C. Blue Shield is collaterally estopped from asserting that PIVIT is experimental

In 2002, an administrative law judge concluded that ADRI's PIVIT treatment is not experimental.   The action was an administrative appeal after MCOs (administered by Blue Shield) denied coverage for PIVIT treatment provided by ADRI. The MCOs are self-funded PPOs (PERS Care and PERS Choice) created by the California Public Employees' Retirement System (CalPERS) for its members.   Blue Shield served as third party administrator for approval, processing, and payment of all health care insurance claims for the MCOs. In 1998, Blue Shield decided that PIVIT was experimental and stopped paying for ADRI's treatment.   Several MCO subscribers contested Blue Shield's coverage determination through internal, then administrative, proceedings.

An administrative judge, following a two-week testimonial hearing, issued a comprehensive 57-page decision, which stated:  “hepatic activation [PIVIT] is now, and has been since at least 1987, in accordance with generally accepted medical professional standards as being safe and effective for use in the treatment of Type 1 and Type 2 diabetes and its complications.   There was significant, persuasive, credible proof of this in this record, with respect to respondents [subscribers] and others as well.”

The trial court here ruled that this prior administrative determination collaterally estopped Blue Shield from asserting that PIVIT is experimental, and thus not covered by the health plan.   Blue Shield disputes the court's ruling upon contentions that the issue resolved in the prior administrative hearing is not identical to the issue here and that Blue Shield was not in privity with the MCOs in the prior proceeding.   We affirm the ruling.

1. General principles of collateral estoppel

 “ ‘Collateral estoppel is one aspect of the broader doctrine of res judicata․ “Where res judicata operates to prevent relitigation of a cause of action once adjudicated, collateral estoppel operates ․ to obviate the need to relitigate issues already adjudicated in the first action․ The purposes of the doctrine are said to be ‘to promote judicial economy by minimizing repetitive litigation, to prevent inconsistent judgments which undermine the integrity of the judicial system, [and] to protect against vexatious litigation.’ ” ' ”  (Gottlieb v. Kest (2006) 141 Cal.App.4th 110, 147-148, 46 Cal.Rptr.3d 7.)   The doctrine of collateral estoppel has traditionally been applied to give conclusive effect in a collateral court action to a final adjudication made by a court in a prior proceeding.  (People v. Sims (1982) 32 Cal.3d 468, 477, 186 Cal.Rptr. 77, 651 P.2d 321, superseded by statute on another ground as stated in Gikas v. Zolin (1993) 6 Cal.4th 841, 851-852, 25 Cal.Rptr.2d 500, 863 P.2d 745.)   But the doctrine may also be applied to administrative decisions possessing a judicial character.  (Pacific Lumber Co. v. State Water Resources Control Bd. (2006) 37 Cal.4th 921, 944, 38 Cal.Rptr.3d 220, 126 P.3d 1040.)

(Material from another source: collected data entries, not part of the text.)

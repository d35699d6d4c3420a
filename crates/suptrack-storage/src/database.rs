// SPDX-FileCopyrightText: 2026 Suptrack Contributors
// SPDX-License-Identifier: MIT OR Apache-2.0

//! Database connection management with PRAGMA setup, WAL mode, and lifecycle.
//!
//! All writes are serialized through tokio-rusqlite's single background thread.
//! Do NOT create additional Connection instances for writes.

use std::time::Duration;

use chrono::{DateTime, SecondsFormat, Utc};
use suptrack_core::SuptrackError;

/// Handle to the single-writer SQLite database.
///
/// Cloning the inner connection is cheap and shares the same background
/// writer thread.
pub struct Database {
    conn: tokio_rusqlite::Connection,
}

impl Database {
    /// Open (or create) the database at `path`, apply PRAGMAs, and run
    /// all pending migrations.
    pub async fn open(path: &str, wal_mode: bool) -> Result<Database, SuptrackError> {
        let conn = tokio_rusqlite::Connection::open(path)
            .await
            .map_err(|e| map_tr_err(e.into()))?;

        conn.call(move |conn| {
            if wal_mode {
                conn.pragma_update(None, "journal_mode", "WAL")?;
            }
            conn.pragma_update(None, "synchronous", "NORMAL")?;
            conn.pragma_update(None, "foreign_keys", "ON")?;
            conn.busy_timeout(Duration::from_secs(5))?;
            Ok(())
        })
        .await
        .map_err(map_tr_err)?;

        conn.call(|conn| crate::migrations::apply(conn))
            .await
            .map_err(|e| SuptrackError::Storage {
                source: Box::new(e),
            })?;

        Ok(Database { conn })
    }

    /// The shared tokio-rusqlite connection. All reads and writes go
    /// through `connection().call()`.
    pub fn connection(&self) -> &tokio_rusqlite::Connection {
        &self.conn
    }

    /// Close the database, flushing the WAL.
    pub async fn close(self) -> Result<(), SuptrackError> {
        self.conn.close().await.map_err(map_tr_err)
    }
}

/// Map a tokio-rusqlite error into the workspace error type.
pub fn map_tr_err(e: tokio_rusqlite::Error) -> SuptrackError {
    SuptrackError::Storage {
        source: Box::new(e),
    }
}

/// Format a UTC instant the way SQLite's `strftime('%Y-%m-%dT%H:%M:%fZ')`
/// does, so Rust-side and SQL-side timestamps sort and compare as strings.
pub fn encode_ts(at: DateTime<Utc>) -> String {
    at.to_rfc3339_opts(SecondsFormat::Millis, true)
}

/// Parse a stored timestamp column back into UTC.
pub(crate) fn decode_ts(idx: usize, raw: String) -> Result<DateTime<Utc>, rusqlite::Error> {
    DateTime::parse_from_rfc3339(&raw)
        .map(|dt| dt.with_timezone(&Utc))
        .map_err(|e| {
            rusqlite::Error::FromSqlConversionFailure(idx, rusqlite::types::Type::Text, Box::new(e))
        })
}

/// Parse an optional stored timestamp column.
pub(crate) fn decode_ts_opt(
    idx: usize,
    raw: Option<String>,
) -> Result<Option<DateTime<Utc>>, rusqlite::Error> {
    raw.map(|s| decode_ts(idx, s)).transpose()
}

#[cfg(test)]
mod tests {
    use super::*;
    use tempfile::tempdir;

    #[tokio::test]
    async fn open_runs_migrations_and_sets_wal() {
        let dir = tempdir().unwrap();
        let db_path = dir.path().join("test.db");
        let db = Database::open(db_path.to_str().unwrap(), true).await.unwrap();

        let (journal_mode, table_count): (String, i64) = db
            .connection()
            .call(|conn| -> Result<(String, i64), tokio_rusqlite::Error> {
                let mode: String =
                    conn.query_row("PRAGMA journal_mode", [], |row| row.get(0))?;
                let count: i64 = conn.query_row(
                    "SELECT COUNT(*) FROM sqlite_master WHERE type = 'table'
                     AND name IN ('conversations', 'follow_ups', 'reschedules',
                                  'silence_checks', 'dedup_markers', 'phone_locks',
                                  'stores', 'interactions')",
                    [],
                    |row| row.get(0),
                )?;
                Ok((mode, count))
            })
            .await
            .unwrap();

        assert_eq!(journal_mode, "wal");
        assert_eq!(table_count, 8);

        db.close().await.unwrap();
    }

    #[test]
    fn encode_ts_matches_sqlite_strftime_shape() {
        let at = "2026-03-10T12:34:56.789Z".parse().unwrap();
        assert_eq!(encode_ts(at), "2026-03-10T12:34:56.789Z");
    }

    #[test]
    fn decode_ts_roundtrips() {
        let at: DateTime<Utc> = "2026-03-10T12:34:56.789Z".parse().unwrap();
        let parsed = decode_ts(0, encode_ts(at)).unwrap();
        assert_eq!(parsed, at);
    }
}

The California Supreme Court has recently reiterated the guiding principles of collateral estoppel:  “ ‘Collateral estoppel precludes relitigation of issues argued and decided in prior proceedings.’  [Citation.]  The doctrine applies ‘only if several threshold requirements are fulfilled.   First, the issue sought to be precluded from relitigation must be identical to that decided in a former proceeding.   Second, this issue must have been actually litigated in the former proceeding.   Third, it must have been necessarily decided in the former proceeding.   Fourth, the decision in the former proceeding must be final and on the merits.   Finally, the party against whom preclusion is sought must be the same as, or in privity with, the party to the former proceeding.’ ”  (Pacific Lumber Co. v. State Water Resources Control Bd., supra, 37 Cal.4th at p. 943, 38 Cal.Rptr.3d 220, 126 P.3d 1040.)

2. Identical issues

 Blue Shield focuses exclusively upon the first and fifth requirements, and says the trial court erred in finding identity of issues and privity.   On identity of issues, the trial court found that the same issue was presented in the administrative proceeding and this lawsuit:  is PIVIT experimental?   Blue Shield claims this is a vast oversimplification of the relevant issue and that [t]here are two key respects in which the issues are not identical:  first, different contracts to be interpreted, and second, different time periods in which to evaluate the information underlying the experimental determination.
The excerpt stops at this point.